Each record below must be retyped exactly, with nothing left out.

# [Task inputs]
# # # # #

//! Test de connexion aux services externes (Gemini, IMAP, Slack).
//!
//! Chaque service est testé indépendamment ; un échec n'empêche pas de tester
//! les suivants.

use anyhow::Result;
use log::{error, info, warn};

use crate::config::{Config, GeminiConfig, ImapConfig, SlackConfig, TriageConfig};
use crate::gemini_client::GeminiClient;
use crate::imap_client::ImapMailSource;
use crate::slack_notifier::SlackNotifier;

const SLACK_TEST_MESSAGE: &str = "🎉 Email Triage System Setup Test";

/// Résultat du test d'un service.
#[derive(Debug, Clone, PartialEq, Eq)]
pub enum CheckStatus {
    Passed(String),
    Failed(String),
    /// Service non configuré, rien à tester
    Skipped(String),
}

#[derive(Debug, Clone, PartialEq, Eq)]
pub struct ServiceCheck {
    pub service: String,
    pub status: CheckStatus,
}

impl ServiceCheck {
    fn from_result(service: &str, result: Result<String>) -> Self {
        let status = match result {
            Ok(detail) => CheckStatus::Passed(detail),
            Err(e) => CheckStatus::Failed(format!("{:#}", e)),
        };
        ServiceCheck {
            service: service.to_string(),
            status,
        }
    }

    fn skipped(service: &str, reason: &str) -> Self {
        ServiceCheck {
            service: service.to_string(),
            status: CheckStatus::Skipped(reason.to_string()),
        }
    }
}

/// Résultats agrégés, dans l'ordre des tests.
#[derive(Debug, Clone, Default)]
pub struct ConnectionReport {
    pub checks: Vec<ServiceCheck>,
}

impl ConnectionReport {
    pub fn push(&mut self, check: ServiceCheck) {
        self.checks.push(check);
    }

    /// Vrai si aucun service configuré n'a échoué.
    pub fn all_passed(&self) -> bool {
        self.failed_count() == 0
    }

    pub fn failed_count(&self) -> usize {
        self.checks
            .iter()
            .filter(|check| matches!(check.status, CheckStatus::Failed(_)))
            .count()
    }

    /// Une ligne par service, prête à afficher.
    pub fn lines(&self) -> Vec<String> {
        self.checks
            .iter()
            .map(|check| match &check.status {
                CheckStatus::Passed(detail) => format!("✅ {}: OK ({})", check.service, detail),
                CheckStatus::Failed(reason) => format!("❌ {}: ÉCHEC ({})", check.service, reason),
                CheckStatus::Skipped(reason) => {
                    format!("ℹ️  {}: non testé ({})", check.service, reason)
                }
            })
            .collect()
    }
}

pub async fn check_gemini(config: Option<&GeminiConfig>) -> ServiceCheck {
    let config = match config {
        Some(config) => config,
        None => return ServiceCheck::skipped("Gemini", "GEMINI_API_KEY non défini"),
    };

    info!("🔍 Test de la connexion Gemini...");
    let result = async {
        let client = GeminiClient::new(config, Vec::new())?;
        let answer = client.test_connection().await?;
        Ok(format!("réponse: {}", answer))
    }
    .await;
    log_result("Gemini", &result);
    ServiceCheck::from_result("Gemini", result)
}

pub async fn check_imap(config: &ImapConfig) -> ServiceCheck {
    if config.username.trim().is_empty() || config.password.is_empty() {
        return ServiceCheck::skipped("IMAP", "EMAIL_USERNAME ou EMAIL_PASSWORD non défini");
    }

    info!("🔍 Test de la connexion IMAP {}:{}...", config.server, config.port);
    let result = ImapMailSource::new(config.clone())
        .check_mailbox()
        .await
        .map(|status| {
            format!(
                "{} email(s) dans {}, {} correspondant à {}",
                status.total, config.mailbox, status.matching, config.search
            )
        });
    log_result("IMAP", &result);
    ServiceCheck::from_result("IMAP", result)
}

pub async fn check_slack(config: Option<&SlackConfig>, triage: &TriageConfig) -> ServiceCheck {
    let config = match config {
        Some(config) => config,
        None => {
            return ServiceCheck::skipped("Slack", "SLACK_WEBHOOK_URL ou SLACK_BOT_TOKEN non défini")
        }
    };

    info!("🔍 Test de la connexion Slack...");
    let result = async {
        let notifier = SlackNotifier::new(config, triage)?;
        notifier
            .send_message(&triage.default_channel, SLACK_TEST_MESSAGE)
            .await?;
        Ok(format!("message de test envoyé sur {}", triage.default_channel))
    }
    .await;
    log_result("Slack", &result);
    ServiceCheck::from_result("Slack", result)
}

/// Teste les trois services l'un après l'autre.
pub async fn test_connections(config: &Config) -> ConnectionReport {
    let mut report = ConnectionReport::default();
    report.push(check_gemini(config.gemini.as_ref()).await);
    report.push(check_imap(&config.imap).await);
    report.push(check_slack(config.slack.as_ref(), &config.triage).await);

    if report.all_passed() {
        info!("✅ Tous les services configurés répondent");
    } else {
        warn!("⚠️  {} service(s) en échec", report.failed_count());
    }
    report
}

fn log_result(service: &str, result: &Result<String>) {
    match result {
        Ok(detail) => info!("✅ {}: {}", service, detail),
        Err(e) => error!("❌ Test {} échoué: {:#}", service, e),
    }
}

# # # # #

# [Solution]
//! Test de connexion aux services externes (Gemini, IMAP, Slack).
//!
//! Chaque service est testé indépendamment ; un échec n'empêche pas de tester
//! les suivants.

use anyhow::Result;
use log::{error, info, warn};

use crate::config::{Config, GeminiConfig, ImapConfig, SlackConfig, TriageConfig};
use crate::gemini_client::GeminiClient;
use crate::imap_client::ImapMailSource;
use crate::slack_notifier::SlackNotifier;

const SLACK_TEST_MESSAGE: &str = "🎉 Email Triage System Setup Test";

/// Résultat du test d'un service.
#[derive(Debug, Clone, PartialEq, Eq)]
pub enum CheckStatus {
    Passed(String),
    Failed(String),
    /// Service non configuré, rien à tester
    Skipped(String),
}

#[derive(Debug, Clone, PartialEq, Eq)]
pub struct ServiceCheck {
    pub service: String,
    pub status: CheckStatus,
}

impl ServiceCheck {
    fn from_result(service: &str, result: Result<String>) -> Self {
        let status = match result {
            Ok(detail) => CheckStatus::Passed(detail),
            Err(e) => CheckStatus::Failed(format!("{:#}", e)),
        };
        ServiceCheck {
            service: service.to_string(),
            status,
        }
    }

    fn skipped(service: &str, reason: &str) -> Self {
        ServiceCheck {
            service: service.to_string(),
            status: CheckStatus::Skipped(reason.to_string()),
        }
    }
}

/// Résultats agrégés, dans l'ordre des tests.
#[derive(Debug, Clone, Default)]
pub struct ConnectionReport {
    pub checks: Vec<ServiceCheck>,
}

impl ConnectionReport {
    pub fn push(&mut self, check: ServiceCheck) {
        self.checks.push(check);
    }

    /// Vrai si aucun service configuré n'a échoué.
    pub fn all_passed(&self) -> bool {
        self.failed_count() == 0
    }

    pub fn failed_count(&self) -> usize {
        self.checks
            .iter()
            .filter(|check| matches!(check.status, CheckStatus::Failed(_)))
            .count()
    }

    /// Une ligne par service, prête à afficher.
    pub fn lines(&self) -> Vec<String> {
        self.checks
            .iter()
            .map(|check| match &check.status {
                CheckStatus::Passed(detail) => format!("✅ {}: OK ({})", check.service, detail),
                CheckStatus::Failed(reason) => format!("❌ {}: ÉCHEC ({})", check.service, reason),
                CheckStatus::Skipped(reason) => {
                    format!("ℹ️  {}: non testé ({})", check.service, reason)
                }
            })
            .collect()
    }
}

pub async fn check_gemini(config: Option<&GeminiConfig>) -> ServiceCheck {
    let config = match config {
        Some(config) => config,
        None => return ServiceCheck::skipped("Gemini", "GEMINI_API_KEY non défini"),
    };

    info!("🔍 Test de la connexion Gemini...");
    let result = async {
        let client = GeminiClient::new(config, Vec::new())?;
        let answer = client.test_connection().await?;
        Ok(format!("réponse: {}", answer))
    }
    .await;
    log_result("Gemini", &result);
    ServiceCheck::from_result("Gemini", result)
}

pub async fn check_imap(config: &ImapConfig) -> ServiceCheck {
    if config.username.trim().is_empty() || config.password.is_empty() {
        return ServiceCheck::skipped("IMAP", "EMAIL_USERNAME ou EMAIL_PASSWORD non défini");
    }

    info!("🔍 Test de la connexion IMAP {}:{}...", config.server, config.port);
    let result = ImapMailSource::new(config.clone())
        .check_mailbox()
        .await
        .map(|status| {
            format!(
                "{} email(s) dans {}, {} correspondant à {}",
                status.total, config.mailbox, status.matching, config.search
            )
        });
    log_result("IMAP", &result);
    ServiceCheck::from_result("IMAP", result)
}

pub async fn check_slack(config: Option<&SlackConfig>, triage: &TriageConfig) -> ServiceCheck {
    let config = match config {
        Some(config) => config,
        None => {
            return ServiceCheck::skipped("Slack", "SLACK_WEBHOOK_URL ou SLACK_BOT_TOKEN non défini")
        }
    };

    info!("🔍 Test de la connexion Slack...");
    let result = async {
        let notifier = SlackNotifier::new(config, triage)?;
        notifier
            .send_message(&triage.default_channel, SLACK_TEST_MESSAGE)
            .await?;
        Ok(format!("message de test envoyé sur {}", triage.default_channel))
    }
    .await;
    log_result("Slack", &result);
    ServiceCheck::from_result("Slack", result)
}

/// Teste les trois services l'un après l'autre.
pub async fn test_connections(config: &Config) -> ConnectionReport {
    let mut report = ConnectionReport::default();
    report.push(check_gemini(config.gemini.as_ref()).await);
    report.push(check_imap(&config.imap).await);
    report.push(check_slack(config.slack.as_ref(), &config.triage).await);

    if report.all_passed() {
        info!("✅ Tous les services configurés répondent");
    } else {
        warn!("⚠️  {} service(s) en échec", report.failed_count());
    }
    report
}

fn log_result(service: &str, result: &Result<String>) {
    match result {
        Ok(detail) => info!("✅ {}: {}", service, detail),
        Err(e) => error!("❌ Test {} échoué: {:#}", service, e),
    }
}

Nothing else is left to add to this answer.